Yesterday, feeling crummy, I needed something more positive to work with.  If I didn’t have any energy, I could borrow some from my wool.

I had some of Lisa Souza‘s Sock!Merino yarn in Siobhan that had been sitting in my stash since the last Stitches, and for days it had been begging to come out of the bag.  I was finishing (I thought) Ocean; I ignored the Siobhan, and besides, I had definite plans for what would come next.  But never mind what I wanted to do: that Lisa yarn leaped into my hands the first chance it got yesterday and stomped its soft little merino feet at me and how could I resist?

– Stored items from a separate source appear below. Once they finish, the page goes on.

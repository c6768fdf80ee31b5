use chrono::{DateTime, NaiveDateTime, TimeZone, Utc};
use regex::Regex;

lazy_static::lazy_static! {
    // Export file names embed the session time as 2025.11.03-20.05.18.
    static ref FILE_NAME_DATE_TOKEN: Regex =
        Regex::new(r"(\d{4})\.(\d{2})\.(\d{2})-(\d{2})\.(\d{2})\.(\d{2})")
            .expect("file name date token pattern is valid");
}

// In-file date columns show up in several layouts depending on the export
// version and locale settings.
const IN_FILE_DATE_FORMATS: &[&str] = &[
    "%Y-%m-%d %H:%M:%S",
    "%Y-%m-%dT%H:%M:%S",
    "%Y.%m.%d-%H.%M.%S",
    "%d.%m.%Y %H:%M:%S",
    "%m/%d/%Y %H:%M:%S",
    "%m/%d/%Y %H:%M",
];

/// Resolve the authoritative timestamp for one record.
///
/// Priority: file-name token, then an in-file date field, then the time the
/// ingestion ran. The file name wins because it is always present in
/// detailed logs and immune to in-file corruption. Resolution never fails.
pub fn resolve_timestamp(
    file_name: &str,
    in_file_date: Option<&str>,
    ingested_at: DateTime<Utc>,
) -> DateTime<Utc> {
    if let Some(timestamp) = timestamp_from_file_name(file_name) {
        return timestamp;
    }

    if let Some(timestamp) = in_file_date.and_then(parse_in_file_date) {
        return timestamp;
    }

    ingested_at
}

/// Parse the `YYYY.MM.DD-HH.MM.SS` token embedded in export file names.
pub fn timestamp_from_file_name(file_name: &str) -> Option<DateTime<Utc>> {
    let captures = FILE_NAME_DATE_TOKEN.captures(file_name)?;

    // 2025.11.03-20.05.18 -> 2025-11-03 20:05:18 after separator conversion.
    let canonical = format!(
        "{}-{}-{} {}:{}:{}",
        &captures[1], &captures[2], &captures[3], &captures[4], &captures[5], &captures[6]
    );

    NaiveDateTime::parse_from_str(&canonical, "%Y-%m-%d %H:%M:%S")
        .ok()
        .map(|naive| Utc.from_utc_datetime(&naive))
}

fn parse_in_file_date(raw: &str) -> Option<DateTime<Utc>> {
    let value = raw.trim().trim_matches('"').trim();
    if value.is_empty() {
        return None;
    }

    if let Ok(parsed) = DateTime::parse_from_rfc3339(value) {
        return Some(parsed.with_timezone(&Utc));
    }

    IN_FILE_DATE_FORMATS.iter().find_map(|format| {
        NaiveDateTime::parse_from_str(value, format)
            .ok()
            .map(|naive| Utc.from_utc_datetime(&naive))
    })
}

I was of two minds about what I would do with it.  Make a short, narrow, tie-in-front type wrap?  Or a long, full shawl, the kind that would prompt a small child to twirl around and around to see it swoosh out around her?  The stitches were coming out flowing and soft.  Hmm.  With two skeins, I had enough Siobhan for one or the other but not both.  I spent a long time hashing out pattern details for knitting it either way: one yoke, a different increase row, two outcomes.  I changed my mind a few times.  I started.  And then, being foggy-brained, I stitched a boneheaded error.

There is a cliche in knitting about mistakes: if you wouldn’t be able to see it from the back of a galloping horse, nobody else will ever notice it either, so just forget it.  Except that idea doesn’t work for me anymore–what I have to go by, I realized, looking at the two missing yarnovers around the central stitch three rows earlier and how tight it would all draw up into the later rows if I tried to breeze by, was the thought that, if, say, a non-knitter photographer enlarged that section and put it on the cover of a book or magazine, would a knitter notice?

And so we had Siobhan, take two, and the photo above.  Early on in the process. No biggy.

And then we got an email last night that totally energized me and made it suddenly clear exactly why I needed to be working on a practical, machine-washable beautiful and soft wool for a new mom.   The short tie-in-front model wins.  Congratulations and welcome to the world, little one!